The task ->
Find the word "most" in the records below. List each line containing it.

Data to examine ->
-- Opening Marker --
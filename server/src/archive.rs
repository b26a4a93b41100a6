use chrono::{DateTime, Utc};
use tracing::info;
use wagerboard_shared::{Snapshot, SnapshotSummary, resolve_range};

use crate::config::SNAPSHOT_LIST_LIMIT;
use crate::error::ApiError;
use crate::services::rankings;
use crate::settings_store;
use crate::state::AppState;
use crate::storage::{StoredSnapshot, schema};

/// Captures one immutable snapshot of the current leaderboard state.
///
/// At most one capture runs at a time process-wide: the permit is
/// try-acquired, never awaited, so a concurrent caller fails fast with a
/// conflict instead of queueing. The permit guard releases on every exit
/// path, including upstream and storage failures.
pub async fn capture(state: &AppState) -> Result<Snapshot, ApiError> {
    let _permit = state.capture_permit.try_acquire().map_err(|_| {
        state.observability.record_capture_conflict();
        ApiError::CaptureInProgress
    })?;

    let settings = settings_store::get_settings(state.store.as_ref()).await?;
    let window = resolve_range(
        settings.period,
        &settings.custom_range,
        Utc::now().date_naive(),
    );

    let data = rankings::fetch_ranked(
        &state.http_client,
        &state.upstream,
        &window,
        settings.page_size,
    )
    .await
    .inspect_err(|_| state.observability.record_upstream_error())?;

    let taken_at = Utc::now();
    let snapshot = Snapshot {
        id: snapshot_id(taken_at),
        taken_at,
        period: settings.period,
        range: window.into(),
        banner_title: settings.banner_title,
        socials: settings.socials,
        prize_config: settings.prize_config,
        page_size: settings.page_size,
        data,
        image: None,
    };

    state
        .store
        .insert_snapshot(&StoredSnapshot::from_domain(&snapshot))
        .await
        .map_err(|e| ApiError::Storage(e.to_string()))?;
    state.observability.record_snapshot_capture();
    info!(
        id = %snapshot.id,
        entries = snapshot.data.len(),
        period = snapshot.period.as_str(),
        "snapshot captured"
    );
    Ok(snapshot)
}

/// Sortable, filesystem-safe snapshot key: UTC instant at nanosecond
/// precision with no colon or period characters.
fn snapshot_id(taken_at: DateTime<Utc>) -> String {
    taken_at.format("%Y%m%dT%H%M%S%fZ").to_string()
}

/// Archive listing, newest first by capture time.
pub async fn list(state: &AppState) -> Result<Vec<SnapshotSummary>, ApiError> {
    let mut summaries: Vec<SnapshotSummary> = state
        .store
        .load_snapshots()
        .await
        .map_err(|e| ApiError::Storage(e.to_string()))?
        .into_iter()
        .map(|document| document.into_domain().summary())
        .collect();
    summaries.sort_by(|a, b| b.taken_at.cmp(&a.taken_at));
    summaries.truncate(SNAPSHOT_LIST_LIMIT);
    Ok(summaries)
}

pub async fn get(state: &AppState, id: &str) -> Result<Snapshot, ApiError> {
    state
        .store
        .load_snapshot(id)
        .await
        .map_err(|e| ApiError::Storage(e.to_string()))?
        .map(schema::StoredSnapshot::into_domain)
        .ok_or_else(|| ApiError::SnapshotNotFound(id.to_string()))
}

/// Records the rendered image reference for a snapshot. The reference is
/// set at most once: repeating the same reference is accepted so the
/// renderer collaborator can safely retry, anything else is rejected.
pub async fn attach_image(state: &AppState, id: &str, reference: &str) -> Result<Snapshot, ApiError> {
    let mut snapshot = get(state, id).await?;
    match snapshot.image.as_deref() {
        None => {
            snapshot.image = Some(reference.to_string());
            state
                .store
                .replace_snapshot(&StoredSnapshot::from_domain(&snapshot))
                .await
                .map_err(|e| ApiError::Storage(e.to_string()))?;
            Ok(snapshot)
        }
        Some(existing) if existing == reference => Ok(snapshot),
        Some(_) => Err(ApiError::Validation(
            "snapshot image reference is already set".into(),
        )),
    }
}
-- Closing Marker --
Response to this task ->
/// At most one capture runs at a time process-wide: the permit is
/// set at most once: repeating the same reference is accepted so the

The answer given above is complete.